Surprise at VOA’s tax proposals for next generation broadband
Br0kenTeleph0n3’s attention has been drawn to the new Valuation Office Agency proposals on how to tax next generation networks.
“It isn’t exactly what we thought it would be,” said the industry source, who has been closely involved in the discussions between the industry-led Broadband Stakeholders Group (BSG) and the VOA that have led to these proposals.
Indeed some may be astonished with VOA’s founding assumption: “NGA will be mainly the replacement of existing copper infrastructure”. As BT has been saying since forever, that is true only up to a point, that point being the street cabinet. Copper local loops will be with us for a long time yet.
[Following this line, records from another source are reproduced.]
use axum::{
    Router,
    routing::{get, post},
};

use crate::state::AppState;

use super::controller::{export_excel, export_material, export_pdf, export_word};

pub fn init_export_router() -> Router<AppState> {
    Router::new()
        .route("/excel/{class_subject_id}", get(export_excel))
        .route("/word/{class_subject_id}", get(export_word))
        .route("/pdf/{class_subject_id}", get(export_pdf))
        .route("/material", post(export_material))
}
impl LessonService {
    #[instrument(skip(dto))]
    pub async fn create(
        db: &PgPool,
        user_id: Uuid,
        dto: CreateLessonDto,
    ) -> Result<Lesson, AppError> {
        let lesson = sqlx::query_as::<_, Lesson>(&format!(
            "INSERT INTO lessons
                 (user_id, class_subject_id, date, period, topic, objective,
                  curriculum_reference, educational_standards, key_terms, notes,
                  teaching_units, is_cancelled, cancellation_reason)
             VALUES ($1, $2, $3, $4, $5, $6, $7, $8, $9, $10, $11, $12, $13)
             RETURNING {LESSON_COLUMNS}"
        ))
        .bind(user_id)
        .bind(dto.class_subject_id)
        .bind(dto.date)
        .bind(dto.period)
        .bind(&dto.topic)
        .bind(&dto.objective)
        .bind(&dto.curriculum_reference)
        .bind(&dto.educational_standards)
        .bind(&dto.key_terms)
        .bind(&dto.notes)
        .bind(dto.teaching_units)
        .bind(dto.is_cancelled)
        .bind(&dto.cancellation_reason)
        .fetch_one(db)
        .await?;

        let class_name = sqlx::query_scalar::<_, String>(
            "SELECT name FROM class_subjects WHERE id = $1",
        )
        .bind(dto.class_subject_id)
        .fetch_optional(db)
        .await?;

        if let Some(class_name) = class_name {
            let period_str = lesson
                .period
                .map(|p| format!(" ({p}. Std.)"))
                .unwrap_or_default();
            HistoryService::log(
                db,
                user_id,
                "create",
                "lesson",
                lesson.id,
                &format!(
                    "Stunde am {}{} für {} erstellt",
                    lesson.date, period_str, class_name
                ),
            )
            .await?;
        }

        Ok(lesson)
    }

    #[instrument(skip(dto))]
    pub async fn create_batch(
        db: &PgPool,
        user_id: Uuid,
        dto: BatchCreateLessonDto,
    ) -> Result<Vec<Lesson>, AppError> {
        let mut lessons = Vec::with_capacity(dto.dates.len());

        for date in &dto.dates {
            let lesson = sqlx::query_as::<_, Lesson>(&format!(
                "INSERT INTO lessons
                     (user_id, class_subject_id, date, topic, objective,
                      curriculum_reference, teaching_units)
                 VALUES ($1, $2, $3, $4, $5, $6, $7)
                 RETURNING {LESSON_COLUMNS}"
            ))
            .bind(user_id)
            .bind(dto.class_subject_id)
            .bind(date)
            .bind(&dto.topic)
            .bind(&dto.objective)
            .bind(&dto.curriculum_reference)
            .bind(dto.teaching_units)
            .fetch_one(db)
            .await?;

            lessons.push(lesson);
        }

        Ok(lessons)
    }

    #[instrument]
    pub async fn list(
        db: &PgPool,
        user_id: Uuid,
        params: LessonQueryParams,
    ) -> Result<Vec<Lesson>, AppError> {
        let lessons = sqlx::query_as::<_, Lesson>(&format!(
            "SELECT {LESSON_COLUMNS} FROM lessons
             WHERE user_id = $1
               AND ($2::UUID IS NULL OR class_subject_id = $2)
               AND ($3::DATE IS NULL OR date >= $3)
               AND ($4::DATE IS NULL OR date <= $4)
             ORDER BY date
             LIMIT 1000"
        ))
        .bind(user_id)
        .bind(params.class_subject_id)
        .bind(params.start_date)
        .bind(params.end_date)
        .fetch_all(db)
        .await?;

        Ok(lessons)
    }

    /// Duplicates a lesson onto a new date, content included.
    #[instrument]
    pub async fn copy(
        db: &PgPool,
        user_id: Uuid,
        lesson_id: Uuid,
        new_date: NaiveDate,
    ) -> Result<Lesson, AppError> {
        let copied = sqlx::query_as::<_, Lesson>(&format!(
            "INSERT INTO lessons
                 (user_id, class_subject_id, date, period, topic, objective,
                  curriculum_reference, educational_standards, key_terms, notes,
                  teaching_units, is_cancelled, cancellation_reason)
             SELECT user_id, class_subject_id, $1, period, topic, objective,
                    curriculum_reference, educational_standards, key_terms, notes,
                    teaching_units, is_cancelled, cancellation_reason
             FROM lessons WHERE id = $2 AND user_id = $3
             RETURNING {LESSON_COLUMNS}"
        ))
        .bind(new_date)
        .bind(lesson_id)
        .bind(user_id)
        .fetch_optional(db)
        .await?
        .ok_or_else(|| AppError::not_found(anyhow::anyhow!("Stunde nicht gefunden")))?;

        Ok(copied)
    }

    /// Partial update. Fans out one notification per share on the lesson's
    /// class and records a history row.
    #[instrument(skip(dto))]
    pub async fn update(
        db: &PgPool,
        user_id: Uuid,
        lesson_id: Uuid,
        dto: UpdateLessonDto,
    ) -> Result<Lesson, AppError> {
        let existing = sqlx::query_as::<_, Lesson>(&format!(
            "SELECT {LESSON_COLUMNS} FROM lessons WHERE id = $1 AND user_id = $2"
        ))
        .bind(lesson_id)
        .bind(user_id)
        .fetch_optional(db)
        .await?
        .ok_or_else(|| AppError::not_found(anyhow::anyhow!("Stunde nicht gefunden")))?;

        let updated = sqlx::query_as::<_, Lesson>(&format!(
            "UPDATE lessons
             SET topic = $1, objective = $2, curriculum_reference = $3,
                 educational_standards = $4, key_terms = $5, notes = $6,
                 teaching_units = $7, is_cancelled = $8, cancellation_reason = $9,
                 date = $10, period = $11, updated_at = NOW()
             WHERE id = $12
             RETURNING {LESSON_COLUMNS}"
        ))
        .bind(dto.topic.unwrap_or(existing.topic))
        .bind(dto.objective.unwrap_or(existing.objective))
        .bind(dto.curriculum_reference.unwrap_or(existing.curriculum_reference))
        .bind(dto.educational_standards.unwrap_or(existing.educational_standards))
        .bind(dto.key_terms.unwrap_or(existing.key_terms))
        .bind(dto.notes.unwrap_or(existing.notes))
        .bind(dto.teaching_units.unwrap_or(existing.teaching_units))
        .bind(dto.is_cancelled.unwrap_or(existing.is_cancelled))
        .bind(dto.cancellation_reason.unwrap_or(existing.cancellation_reason))
        .bind(dto.date.unwrap_or(existing.date))
        .bind(dto.period.or(existing.period))
        .bind(lesson_id)
        .fetch_one(db)
        .await?;

        Self::notify_shared_users(db, user_id, &updated).await?;

        HistoryService::log(
            db,
            user_id,
            "update",
            "lesson",
            lesson_id,
            &format!("Stunde am {} bearbeitet", updated.date),
        )
        .await?;

        Ok(updated)
    }

    async fn notify_shared_users(
        db: &PgPool,
        user_id: Uuid,
        lesson: &Lesson,
    ) -> Result<(), AppError> {
        #[derive(sqlx::FromRow)]
        struct ClassInfo {
            name: String,
            subject: String,
        }

        let Some(class_info) = sqlx::query_as::<_, ClassInfo>(
            "SELECT name, subject FROM class_subjects WHERE id = $1",
        )
        .bind(lesson.class_subject_id)
        .fetch_optional(db)
        .await?
        else {
            return Ok(());
        };

        let recipients = sqlx::query_scalar::<_, Uuid>(
            "SELECT shared_with_id FROM shares WHERE class_subject_id = $1",
        )
        .bind(lesson.class_subject_id)
        .fetch_all(db)
        .await?;

        if recipients.is_empty() {
            return Ok(());
        }

        let editor_name = sqlx::query_scalar::<_, String>("SELECT name FROM users WHERE id = $1")
            .bind(user_id)
            .fetch_optional(db)
            .await?
            .unwrap_or_else(|| "Unbekannt".to_string());

        let class_display = format!("{} - {}", class_info.name, class_info.subject);

        for recipient in recipients {
            NotificationService::create(
                db,
                recipient,
                "share_edit",
                "Arbeitsplan aktualisiert",
                &format!(
                    "{} hat eine Stunde im Arbeitsplan '{}' geändert",
                    editor_name, class_display
                ),
                &class_display,
                &editor_name,
            )
            .await?;
        }

        Ok(())
    }

    #[instrument]
    pub async fn delete(db: &PgPool, user_id: Uuid, lesson_id: Uuid) -> Result<(), AppError> {
        let result = sqlx::query("DELETE FROM lessons WHERE id = $1 AND user_id = $2")
            .bind(lesson_id)
            .bind(user_id)
            .execute(db)
            .await?;

        if result.rows_affected() == 0 {
            return Err(AppError::not_found(anyhow::anyhow!("Stunde nicht gefunden")));
        }

        Ok(())
    }
}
The proposals are nothing if not complicated. As reported earlier, one of the proposals is that non-BT operators that service rural areas (the 33% of homes that BT says it won’t supply with NGA without state aid) will have their networks taxed on a receipts and expenditure basis, ie, like BT, namely on profits.
This is good news, as everyone knows that profit is an opinion while cash is reality. But the VOA says it all depends on it getting enough information from the market to be able to make a realistic assessment of the notional rental value of the link.
VOA apparently considers urban and rural residences to offer different rateable values. In town it’s either either £18 or £20 , depending on whether BT has unbundled the local loop. In the sticks it’s £2 , £6.50, £10 or £13 per end user, depending on “the factual data for each network”.
The VOA also says it will assess connections to large businesses and high bandwidth SMEs on their own merits, but there is no indication of the threshold for “high bandwidth”.
Please read the document. There is sure to be lots more important detail, but frankly, my eyes have glazed over.
Besides, as almost all the alternative operators have dropped out of the BDUK rural pilots, the entire issue now seems moot.